Ci siamo rincontrati, Davide ed io, l’uomo che ho sposato e che mi ha fatto partorire due figlie. Ci siamo rincontrati -dicevo- in un modo particolare, qualcuno lo definirebbe “strano”. Per mia madre e mio padre, invece, per “un deliberato disegno del destino”. Uscivamo dal parcheggio del centro commerciale. Entrambi marcia indietro. Era la vigilia di Natale.
La mia auto era stracolma di pacchi, regali destinati ad essere messi sotto l’albero, scartati da qualcuno a me sconosciuto, e vivande che, qualcuno a me sconosciuto, avrebbe mangiato. Avrei addobbato l’albero, avrei messo i regali intorno allo stesso, avrei cucinato, come faceva mia madre quando ancora vivevo coi miei, e poi sarei uscita per portare regali e vivande alla mensa dei poveri.

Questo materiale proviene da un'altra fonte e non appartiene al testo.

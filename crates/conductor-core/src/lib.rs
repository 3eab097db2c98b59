//! conductor-core
//!
//! In-process workflow orchestrator: domain events fan out to prioritized
//! handlers, each run as a tracked workflow with retry, timeout and rollback.
//!
//! # モジュール構成
//! - **domain**: ドメインモデル（ids, event, context, status, step, workflow, errors）
//! - **ports**: 抽象化レイヤー（EventBus）
//! - **impls**: 実装（InMemoryEventBus など開発用）
//! - **config / retry / condition**: 設定、backoff、ステップ条件
//! - **handler / registry**: handler trait と優先度付き registry
//! - **store**: ワークフロー状態（eviction 付き）
//! - **executor / compensation**: dispatch、retry、rollback
//! - **orchestrator**: 公開 facade

pub mod domain;
pub mod ports;
pub mod impls;

pub mod condition;
pub mod config;
pub mod retry;

pub mod handler;
pub mod registry;

pub mod compensation;
pub mod executor;
pub mod observability;
pub mod orchestrator;
pub mod store;

pub use config::{ConfigError, OrchestratorConfig, StepConfig, WorkflowConfig, WorkflowDefinition};
pub use domain::{
    Actor, DomainEvent, EventPayload, EventType, FailureKind, HandlerError, OrchestratorError, StepResult,
    WorkflowContext, WorkflowId, WorkflowOutcome, WorkflowResult, WorkflowState, WorkflowStatus,
};
pub use handler::{HandlerOptions, WorkflowHandler};
pub use observability::Statistics;
pub use orchestrator::{Orchestrator, OrchestratorBuilder};
pub use retry::RetryPolicy;
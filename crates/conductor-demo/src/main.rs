use async_trait::async_trait;
use serde::Deserialize;
use serde_json::{Value, json};
use std::sync::Arc;
use std::sync::atomic::{AtomicU32, Ordering};
use tokio::time::Duration;
use tracing::{info, warn};
use tracing_subscriber::EnvFilter;

use conductor_core::impls::InMemoryEventBus;
use conductor_core::ports::EventBus;
use conductor_core::{
    Actor, DomainEvent, EventPayload, EventType, HandlerError, HandlerOptions, Orchestrator, RetryPolicy,
    StepResult, WorkflowConfig, WorkflowContext, WorkflowHandler,
};

#[derive(Debug, Deserialize)]
struct QualityReport {
    quality: String,
}

/// 受け取ったイベントの entity に紐づくレコードを 1 件作り、`<entity>.created` を emit する
struct CreateRecord {
    id: &'static str,
    entity_type: &'static str,
    remaining_failures: AtomicU32,
}

impl CreateRecord {
    fn new(id: &'static str, entity_type: &'static str) -> Arc<Self> {
        Self::flaky(id, entity_type, 0)
    }

    fn flaky(id: &'static str, entity_type: &'static str, failures: u32) -> Arc<Self> {
        Arc::new(Self {
            id,
            entity_type,
            remaining_failures: AtomicU32::new(failures),
        })
    }
}

#[async_trait]
impl WorkflowHandler for CreateRecord {
    fn id(&self) -> &str {
        self.id
    }

    fn name(&self) -> &str {
        self.entity_type
    }

    async fn execute(&self, event: &DomainEvent, ctx: &WorkflowContext) -> Result<StepResult, HandlerError> {
        let left = self.remaining_failures.load(Ordering::Relaxed);
        if left > 0 {
            self.remaining_failures.fetch_sub(1, Ordering::Relaxed);
            return Err(HandlerError::failed(format!("intentional failure (left={left})")));
        }

        let source = ctx.entity_id.as_deref().unwrap_or("none");
        let entity_id = format!("{}-of-{source}", self.entity_type);
        let data = event.payload.data().cloned().unwrap_or(Value::Null);
        println!("created {entity_id}");

        Ok(StepResult::success(self.id)
            .with_data(json!({ "id": entity_id }))
            .emitting(EventPayload::RecordCreated {
                entity_type: self.entity_type.to_string(),
                entity_id,
                data,
            }))
    }
}

/// inspection の結果で acceptance / defect に分岐する
fn passed(event: &DomainEvent) -> bool {
    match event.decode_data::<QualityReport>() {
        Ok(report) => report.quality == "good",
        Err(err) => {
            warn!(error = %err, "inspection without a quality report");
            false
        }
    }
}

#[tokio::main]
async fn main() -> Result<(), Box<dyn std::error::Error>> {
    tracing_subscriber::fmt()
        .with_env_filter(EnvFilter::try_from_default_env().unwrap_or_else(|_| EnvFilter::new("info")))
        .init();

    let bus = Arc::new(InMemoryEventBus::new());
    let workflows = WorkflowConfig::from_json(json!({
        "workflows": {
            "task_completion": {
                "timeout_ms": 2000,
                "retry_policy": { "max_attempts": 3, "initial_delay_ms": 50, "max_delay_ms": 500 },
                "steps": [
                    { "id": "log", "name": "Create log", "handler_id": "create-log", "order": 1, "critical": true },
                    { "id": "inspection", "name": "Create inspection", "handler_id": "create-inspection", "order": 2 },
                    { "id": "invoice", "name": "Create invoice", "handler_id": "create-invoice", "order": 3,
                      "condition": "data.inspection.id != null" }
                ]
            }
        }
    }))?;

    let orchestrator = Orchestrator::builder(bus.clone()).workflows(workflows).build()?;
    orchestrator.initialize("blueprint-demo")?;

    let retry = RetryPolicy::new(3, Duration::from_millis(50), 2.0, Duration::from_millis(500));
    orchestrator.register_handler(EventType::TASK_COMPLETED, CreateRecord::new("create-log", "log"), None)?;
    orchestrator.register_handler(
        EventType::created("log"),
        CreateRecord::new("create-inspection", "inspection"),
        None,
    )?;
    orchestrator.register_handler(
        EventType::created("inspection"),
        CreateRecord::new("create-acceptance", "acceptance"),
        Some(HandlerOptions::default().with_priority(10).when(passed)),
    )?;
    orchestrator.register_handler(
        EventType::created("inspection"),
        CreateRecord::new("create-defect", "defect"),
        Some(HandlerOptions::default().with_priority(5).when(|e| !passed(e))),
    )?;
    orchestrator.register_handler(
        EventType::created("acceptance"),
        CreateRecord::flaky("create-invoice", "invoice", 1),
        Some(HandlerOptions::default().with_retry_policy(retry)),
    )?;
    orchestrator.register_handler(
        EventType::created("defect"),
        CreateRecord::new("create-warranty", "warranty"),
        None,
    )?;

    for (task_id, quality) in [("task-1", "good"), ("task-2", "poor")] {
        bus.emit(DomainEvent::new(
            EventPayload::TaskCompleted {
                task_id: task_id.to_string(),
                contract_id: Some("contract-1".to_string()),
                data: json!({ "quality": quality }),
            },
            Actor::new("site-manager"),
        ));
    }
    orchestrator.wait_for_idle().await;

    let ctx = WorkflowContext::new("blueprint-demo", Actor::system()).with_entity("task", "task-3");
    let result = orchestrator.execute_workflow("task_completion", ctx).await;
    info!(status = ?result.status, completed = result.completed_steps, "config-driven workflow finished");
    orchestrator.wait_for_idle().await;

    println!("{}", serde_json::to_string_pretty(&orchestrator.get_statistics())?);
    orchestrator.dispose();
    Ok(())
}
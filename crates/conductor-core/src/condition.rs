//! Step conditions for config-driven workflows.
//!
//! A condition is a JMESPath expression evaluated against
//! [`WorkflowContext::evaluation_document`]; the step runs when the result
//! is truthy. Compiled expressions are not `Send`, so only the validated
//! source is kept and compilation happens at evaluation time.

use serde_json::Value;
use thiserror::Error;

use crate::domain::WorkflowContext;

#[derive(Debug, Clone, PartialEq, Eq, Error)]
pub enum ConditionError {
    #[error("failed to compile expression '{expression}': {reason}")]
    Compile { expression: String, reason: String },

    #[error("failed to evaluate expression '{expression}': {reason}")]
    Evaluate { expression: String, reason: String },
}

#[derive(Debug, Clone, PartialEq, Eq)]
pub struct Condition {
    expression: String,
}

impl Condition {
    pub fn parse(expression: &str) -> Result<Self, ConditionError> {
        jmespath::compile(expression).map_err(|e| ConditionError::Compile {
            expression: expression.to_string(),
            reason: e.to_string(),
        })?;
        Ok(Self {
            expression: expression.to_string(),
        })
    }

    pub fn as_str(&self) -> &str {
        &self.expression
    }

    pub fn evaluate(&self, document: &Value) -> Result<bool, ConditionError> {
        let compiled = jmespath::compile(&self.expression).map_err(|e| ConditionError::Compile {
            expression: self.expression.clone(),
            reason: e.to_string(),
        })?;
        let result = compiled.search(document).map_err(|e| ConditionError::Evaluate {
            expression: self.expression.clone(),
            reason: e.to_string(),
        })?;
        Ok(result.is_truthy())
    }

    pub fn evaluate_context(&self, ctx: &WorkflowContext) -> Result<bool, ConditionError> {
        self.evaluate(&ctx.evaluation_document())
    }
}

Mi chiamo Daniela, ho trent’anni.
Conosco Davide da quando eravamo bambini. Siamo nati a distanza di tre mesi l’uno dall’altro. Lui è più giovane di me di tre mesi. Siamo stati coinquilini fino a vent’anni. Un pianerottolo separava le nostre vite, ma solo per qualche ora al giorno, quelle del sonno notturno. Un pianerottolo… Per il resto, ho sempre pensato, fossimo uguali. O almeno simili. Stessi giochi. Stesso carattere, apparentemente remissivo. Stessa scuola, lo scientifico. Stesso sport, il tennis. Stessa musica. Stesso modo di vestire da adolescenti.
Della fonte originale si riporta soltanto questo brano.